Exercise:
Where the records below show a line containing "repository 82ef1e37c8c02414", start copying; end with the line containing "use sentinel_dbt::Resource;", and copy it too.
===== Records supplied
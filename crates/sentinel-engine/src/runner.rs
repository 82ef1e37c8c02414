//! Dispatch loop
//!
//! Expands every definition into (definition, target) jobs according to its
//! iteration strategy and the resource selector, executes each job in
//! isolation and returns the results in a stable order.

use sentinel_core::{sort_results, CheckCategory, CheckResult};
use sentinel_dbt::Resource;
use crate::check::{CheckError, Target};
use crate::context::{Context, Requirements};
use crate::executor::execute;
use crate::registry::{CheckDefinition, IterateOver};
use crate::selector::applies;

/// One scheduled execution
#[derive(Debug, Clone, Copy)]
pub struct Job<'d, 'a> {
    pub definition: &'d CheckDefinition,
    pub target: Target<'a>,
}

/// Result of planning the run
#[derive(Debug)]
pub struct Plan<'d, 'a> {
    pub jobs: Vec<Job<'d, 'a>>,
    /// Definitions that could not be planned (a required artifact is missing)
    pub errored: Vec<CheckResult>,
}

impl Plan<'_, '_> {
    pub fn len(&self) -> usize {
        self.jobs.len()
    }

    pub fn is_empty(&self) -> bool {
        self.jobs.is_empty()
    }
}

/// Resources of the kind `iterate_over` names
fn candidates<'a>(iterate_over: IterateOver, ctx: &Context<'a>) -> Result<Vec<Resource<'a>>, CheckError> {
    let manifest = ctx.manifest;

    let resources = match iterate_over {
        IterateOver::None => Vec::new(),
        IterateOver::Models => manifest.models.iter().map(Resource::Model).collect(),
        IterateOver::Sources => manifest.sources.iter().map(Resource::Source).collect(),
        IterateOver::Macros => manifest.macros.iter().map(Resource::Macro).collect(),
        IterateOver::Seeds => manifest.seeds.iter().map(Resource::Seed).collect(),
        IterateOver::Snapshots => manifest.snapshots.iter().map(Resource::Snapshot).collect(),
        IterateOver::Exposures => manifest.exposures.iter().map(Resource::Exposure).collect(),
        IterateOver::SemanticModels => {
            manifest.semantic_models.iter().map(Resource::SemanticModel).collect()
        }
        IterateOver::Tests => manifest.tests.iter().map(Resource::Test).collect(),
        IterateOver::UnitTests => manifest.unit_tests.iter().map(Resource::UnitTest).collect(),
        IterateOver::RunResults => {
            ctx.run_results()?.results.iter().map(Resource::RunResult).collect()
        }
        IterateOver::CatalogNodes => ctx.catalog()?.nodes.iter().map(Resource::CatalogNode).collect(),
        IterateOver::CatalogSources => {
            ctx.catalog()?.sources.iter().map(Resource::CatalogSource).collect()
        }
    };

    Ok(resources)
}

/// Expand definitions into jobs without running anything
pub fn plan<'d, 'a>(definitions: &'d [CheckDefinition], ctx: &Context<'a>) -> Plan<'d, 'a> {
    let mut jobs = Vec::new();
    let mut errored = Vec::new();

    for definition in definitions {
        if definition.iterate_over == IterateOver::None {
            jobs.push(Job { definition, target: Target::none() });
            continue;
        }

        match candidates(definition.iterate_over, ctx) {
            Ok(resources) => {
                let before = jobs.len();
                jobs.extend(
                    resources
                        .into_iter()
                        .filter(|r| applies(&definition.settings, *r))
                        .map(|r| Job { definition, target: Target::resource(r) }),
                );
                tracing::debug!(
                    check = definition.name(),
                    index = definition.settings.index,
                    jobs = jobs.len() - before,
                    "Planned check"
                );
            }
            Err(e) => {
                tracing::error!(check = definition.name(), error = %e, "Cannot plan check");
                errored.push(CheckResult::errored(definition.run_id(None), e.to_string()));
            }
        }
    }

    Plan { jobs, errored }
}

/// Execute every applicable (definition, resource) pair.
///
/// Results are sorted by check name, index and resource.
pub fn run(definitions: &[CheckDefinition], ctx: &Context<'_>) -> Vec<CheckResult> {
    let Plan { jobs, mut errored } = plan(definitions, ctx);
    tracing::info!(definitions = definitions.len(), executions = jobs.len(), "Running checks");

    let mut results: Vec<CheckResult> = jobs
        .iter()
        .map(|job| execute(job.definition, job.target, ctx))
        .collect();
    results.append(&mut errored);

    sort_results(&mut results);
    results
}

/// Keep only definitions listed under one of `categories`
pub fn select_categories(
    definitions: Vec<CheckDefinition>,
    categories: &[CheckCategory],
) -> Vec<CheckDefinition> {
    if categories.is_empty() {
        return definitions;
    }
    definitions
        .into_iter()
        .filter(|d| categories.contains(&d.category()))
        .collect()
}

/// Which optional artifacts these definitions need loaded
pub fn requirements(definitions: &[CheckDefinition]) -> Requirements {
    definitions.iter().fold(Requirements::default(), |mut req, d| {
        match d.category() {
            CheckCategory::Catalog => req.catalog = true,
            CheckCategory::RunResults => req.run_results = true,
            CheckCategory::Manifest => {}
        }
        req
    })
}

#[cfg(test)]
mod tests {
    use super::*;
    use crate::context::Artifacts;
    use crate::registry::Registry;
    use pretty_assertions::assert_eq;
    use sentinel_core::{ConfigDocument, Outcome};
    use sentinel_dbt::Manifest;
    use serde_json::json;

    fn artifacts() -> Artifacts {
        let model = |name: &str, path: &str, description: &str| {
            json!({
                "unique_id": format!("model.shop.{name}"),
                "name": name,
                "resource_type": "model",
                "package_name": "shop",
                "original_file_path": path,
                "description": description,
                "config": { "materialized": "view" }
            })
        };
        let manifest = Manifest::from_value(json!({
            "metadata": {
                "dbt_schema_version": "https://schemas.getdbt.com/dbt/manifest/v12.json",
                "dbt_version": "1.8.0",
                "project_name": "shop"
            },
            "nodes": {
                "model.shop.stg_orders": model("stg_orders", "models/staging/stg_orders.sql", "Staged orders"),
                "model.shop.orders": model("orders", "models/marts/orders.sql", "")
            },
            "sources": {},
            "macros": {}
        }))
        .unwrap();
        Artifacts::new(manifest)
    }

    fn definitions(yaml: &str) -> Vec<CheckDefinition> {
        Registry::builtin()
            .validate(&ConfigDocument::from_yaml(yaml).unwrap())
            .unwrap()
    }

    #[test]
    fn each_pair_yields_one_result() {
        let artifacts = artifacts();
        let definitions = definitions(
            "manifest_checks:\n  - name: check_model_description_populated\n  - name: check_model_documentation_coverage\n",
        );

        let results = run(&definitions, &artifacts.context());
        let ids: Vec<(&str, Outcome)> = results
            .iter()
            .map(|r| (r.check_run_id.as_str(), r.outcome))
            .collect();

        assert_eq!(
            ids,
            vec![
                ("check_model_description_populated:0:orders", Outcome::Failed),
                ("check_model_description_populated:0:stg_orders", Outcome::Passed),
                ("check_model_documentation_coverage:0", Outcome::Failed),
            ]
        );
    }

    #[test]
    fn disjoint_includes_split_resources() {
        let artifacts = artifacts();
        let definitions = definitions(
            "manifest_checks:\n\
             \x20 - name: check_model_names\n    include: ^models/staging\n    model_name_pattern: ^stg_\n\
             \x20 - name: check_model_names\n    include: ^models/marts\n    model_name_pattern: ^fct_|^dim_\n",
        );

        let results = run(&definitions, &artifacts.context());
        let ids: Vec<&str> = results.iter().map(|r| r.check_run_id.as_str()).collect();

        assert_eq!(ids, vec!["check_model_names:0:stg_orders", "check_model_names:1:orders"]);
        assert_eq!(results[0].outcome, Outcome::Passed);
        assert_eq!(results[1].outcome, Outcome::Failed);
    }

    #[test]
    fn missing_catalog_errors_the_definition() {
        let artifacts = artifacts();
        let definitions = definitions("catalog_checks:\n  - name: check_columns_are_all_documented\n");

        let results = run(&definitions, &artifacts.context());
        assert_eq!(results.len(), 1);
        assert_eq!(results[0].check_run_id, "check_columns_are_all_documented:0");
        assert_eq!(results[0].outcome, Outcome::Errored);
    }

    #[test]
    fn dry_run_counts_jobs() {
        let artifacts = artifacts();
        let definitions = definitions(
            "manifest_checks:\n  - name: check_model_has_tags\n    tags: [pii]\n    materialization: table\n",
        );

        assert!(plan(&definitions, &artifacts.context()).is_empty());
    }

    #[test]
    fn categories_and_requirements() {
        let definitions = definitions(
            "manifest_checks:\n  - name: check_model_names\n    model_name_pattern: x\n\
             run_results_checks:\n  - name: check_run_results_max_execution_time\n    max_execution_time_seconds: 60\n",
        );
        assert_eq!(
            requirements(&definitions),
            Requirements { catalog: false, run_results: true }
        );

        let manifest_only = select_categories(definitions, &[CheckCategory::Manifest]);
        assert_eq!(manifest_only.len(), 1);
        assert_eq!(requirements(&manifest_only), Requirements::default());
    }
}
==========
Solution to the exercise:
repository 82ef1e37c8c02414
//! Dispatch loop
//!
//! Expands every definition into (definition, target) jobs according to its
//! iteration strategy and the resource selector, executes each job in
//! isolation and returns the results in a stable order.

use sentinel_core::{sort_results, CheckCategory, CheckResult};
use sentinel_dbt::Resource;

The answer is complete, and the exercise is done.